**What is being asked:** Give again the lines of the data from its first line through the line with "use crate::state::DetectionState;". Change nothing.

****************

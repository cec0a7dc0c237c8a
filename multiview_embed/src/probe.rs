// Copyright 2025 the Multiview Authors
// SPDX-License-Identifier: Apache-2.0 OR MIT

use url::Url;

use crate::state::DetectionState;

/// Location a frame falls back to when navigation is refused.
pub const BLANK_LOCATION: &str = "about:blank";

/// What the host could read of a frame's current location.
#[derive(Clone, Debug, PartialEq, Eq)]
pub enum FrameLocation {
    /// The location was readable; this is its text.
    Readable(String),
    /// Reading the location was denied, as for any cross-origin frame.
    Denied,
}

/// How far the host could reach into a frame's content.
#[derive(Clone, Copy, Debug, PartialEq, Eq, Hash)]
pub enum ContentAccess {
    /// Document and window are both reachable and readable.
    Accessible,
    /// Handles exist but reading them is denied by the same-origin policy.
    CrossOrigin,
    /// Neither a document nor a window handle is reachable at all.
    Unreachable,
}

/// Best-effort introspection of one frame, taken when its timer fires.
#[derive(Clone, Debug, PartialEq, Eq)]
pub struct FrameProbe {
    /// Current navigated location.
    pub location: FrameLocation,
    /// Reachability of the frame's content.
    pub access: ContentAccess,
}

impl FrameProbe {
    /// Bundles a location and an access level.
    #[must_use]
    pub fn new(location: FrameLocation, access: ContentAccess) -> Self {
        Self { location, access }
    }

    /// The probe of an ordinary, successfully embedded foreign site.
    #[must_use]
    pub fn cross_origin() -> Self {
        Self::new(FrameLocation::Denied, ContentAccess::CrossOrigin)
    }
}

/// Source of [`FrameProbe`]s, implemented by the host.
///
/// Any `Fn(&K) -> FrameProbe` closure is an inspector.
pub trait FrameInspector<K: ?Sized> {
    /// Probes the frame of `device`.
    fn probe(&self, device: &K) -> FrameProbe;
}

impl<K: ?Sized, F> FrameInspector<K> for F
where
    F: Fn(&K) -> FrameProbe,
{
    fn probe(&self, device: &K) -> FrameProbe {
        self(device)
    }
}

/// Which heuristic check decided a classification.
#[derive(Clone, Copy, Debug, PartialEq, Eq, Hash)]
pub enum ClassificationRule {
    /// The frame sits on `about:blank`, an empty location, or the host page.
    PlaceholderLocation,
    /// No document or window is reachable.
    Unreachable,
    /// Content access is denied by the same-origin policy, as expected for a
    /// foreign site.
    CrossOrigin,
    /// Nothing suspicious was observed.
    Accessible,
}

impl ClassificationRule {
    /// The state this rule classifies a frame as.
    #[must_use]
    pub const fn verdict(self) -> DetectionState {
        match self {
            Self::PlaceholderLocation | Self::Unreachable => DetectionState::Blocked,
            Self::CrossOrigin | Self::Accessible => DetectionState::Rendered,
        }
    }
}

/// Applies the embeddability heuristic to a probe.
///
/// Checks run in order and the first match wins:
/// 1. placeholder location (blank, empty, or `host_url`) → blocked;
/// 2. no reachable content → blocked;
/// 3. cross-origin content → rendered;
/// 4. otherwise → rendered.
#[must_use]
pub fn classify(probe: &FrameProbe, host_url: Option<&str>) -> ClassificationRule {
    if let FrameLocation::Readable(location) = &probe.location
        && is_placeholder(location, host_url)
    {
        return ClassificationRule::PlaceholderLocation;
    }
    match probe.access {
        ContentAccess::Unreachable => ClassificationRule::Unreachable,
        ContentAccess::CrossOrigin => ClassificationRule::CrossOrigin,
        ContentAccess::Accessible => ClassificationRule::Accessible,
    }
}

fn is_placeholder(location: &str, host_url: Option<&str>) -> bool {
    let location = location.trim();
    if location.is_empty() || location.eq_ignore_ascii_case(BLANK_LOCATION) {
        return true;
    }
    let Some(host) = host_url.map(str::trim).filter(|h| !h.is_empty()) else {
        return false;
    };
    if location == host {
        return true;
    }
    // Compare normalized forms so `https://app.test` matches `https://app.test/`.
    match (Url::parse(location), Url::parse(host)) {
        (Ok(a), Ok(b)) => a == b,
        _ => false,
    }
}

#[cfg(test)]
mod tests {
    use super::*;

    fn readable(location: &str, access: ContentAccess) -> FrameProbe {
        FrameProbe::new(FrameLocation::Readable(location.to_owned()), access)
    }

    #[test]
    fn blank_and_empty_locations_are_blocked() {
        for loc in ["about:blank", "ABOUT:BLANK", "", "   "] {
            assert_eq!(
                classify(&readable(loc, ContentAccess::Accessible), None),
                ClassificationRule::PlaceholderLocation,
                "{loc:?}"
            );
        }
    }

    #[test]
    fn host_page_location_is_blocked() {
        let host = Some("https://preview.test");
        assert_eq!(
            classify(&readable("https://preview.test/", ContentAccess::Accessible), host),
            ClassificationRule::PlaceholderLocation
        );
        assert_eq!(
            classify(&readable("https://preview.test/other", ContentAccess::Accessible), host),
            ClassificationRule::Accessible
        );
    }

    #[test]
    fn placeholder_check_runs_before_access_check() {
        assert_eq!(
            classify(&readable("about:blank", ContentAccess::CrossOrigin), None),
            ClassificationRule::PlaceholderLocation
        );
    }

    #[test]
    fn unreachable_content_is_blocked() {
        let probe = FrameProbe::new(FrameLocation::Denied, ContentAccess::Unreachable);
        let rule = classify(&probe, None);
        assert_eq!(rule, ClassificationRule::Unreachable);
        assert_eq!(rule.verdict(), DetectionState::Blocked);
    }

    #[test]
    fn cross_origin_is_rendered() {
        let rule = classify(&FrameProbe::cross_origin(), Some("https://preview.test"));
        assert_eq!(rule, ClassificationRule::CrossOrigin);
        assert_eq!(rule.verdict(), DetectionState::Rendered);
    }

    #[test]
    fn readable_same_origin_page_is_rendered() {
        let rule = classify(
            &readable("https://preview.test/embedded", ContentAccess::Accessible),
            Some("https://preview.test/"),
        );
        assert_eq!(rule.verdict(), DetectionState::Rendered);
    }

    #[test]
    fn closures_are_inspectors() {
        let inspector = |id: &u32| {
            if *id == 0 {
                FrameProbe::cross_origin()
            } else {
                FrameProbe::new(FrameLocation::Denied, ContentAccess::Unreachable)
            }
        };
        assert_eq!(inspector.probe(&0).access, ContentAccess::CrossOrigin);
        assert_eq!(inspector.probe(&1).access, ContentAccess::Unreachable);
    }
}
// Copyright 2025 the Multiview Authors
// SPDX-License-Identifier: Apache-2.0 OR MIT

//! Multiview Device: device profiles and the device catalog.
//!
//! A [`DeviceProfile`] is an immutable description of a simulated screen: a
//! unique [`DeviceId`], a display name, a [`DeviceCategory`] and its logical
//! width/height in CSS pixels, always given in the portrait reference
//! orientation. Orientation, zoom and layout are applied later by
//! `multiview_scale`; nothing here knows about them.
//!
//! A [`DeviceCatalog`] is an ordered, validated collection of profiles. Every
//! constructor validates its entries, so a malformed entry surfaces as
//! [`InvalidProfile`] at catalog-load time rather than during rendering.
//!
//! ## Minimal example
//!
//! ```rust
//! use multiview_device::{DeviceCatalog, DeviceCategory};
//!
//! let catalog = DeviceCatalog::builtin();
//! let se = catalog.get("iphone-se").unwrap();
//! assert_eq!(se.name(), "iPhone SE");
//! assert_eq!((se.width(), se.height()), (375, 667));
//! assert_eq!(se.category(), DeviceCategory::Mobile);
//!
//! // Group the catalog the way a device picker would.
//! for category in DeviceCategory::ALL {
//!     let names: Vec<_> = catalog.by_category(category).map(|d| d.name()).collect();
//!     assert!(!names.is_empty());
//! }
//! ```
//!
//! ## Custom catalogs
//!
//! ```rust
//! use multiview_device::{DeviceCatalog, DeviceCategory, DeviceProfile, InvalidProfile};
//!
//! let broken = DeviceProfile::new("watch", "Watch", DeviceCategory::Mobile, 0, 224);
//! let err = DeviceCatalog::from_profiles([broken]).unwrap_err();
//! assert!(matches!(err, InvalidProfile::ZeroDimension { .. }));
//! ```
//!
//! This crate is `no_std` and uses `alloc`.

#![no_std]

extern crate alloc;

mod catalog;
mod profile;

pub use catalog::{BUILTIN_PROFILES, DeviceCatalog};
pub use profile::{DeviceCategory, DeviceId, DeviceProfile, InvalidProfile};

****************

**Task answer:**
repository cec0a7dc0c237c8a
filename multiview_embed/src/probe.rs
// Copyright 2025 the Multiview Authors
// SPDX-License-Identifier: Apache-2.0 OR MIT

use url::Url;

use crate::state::DetectionState;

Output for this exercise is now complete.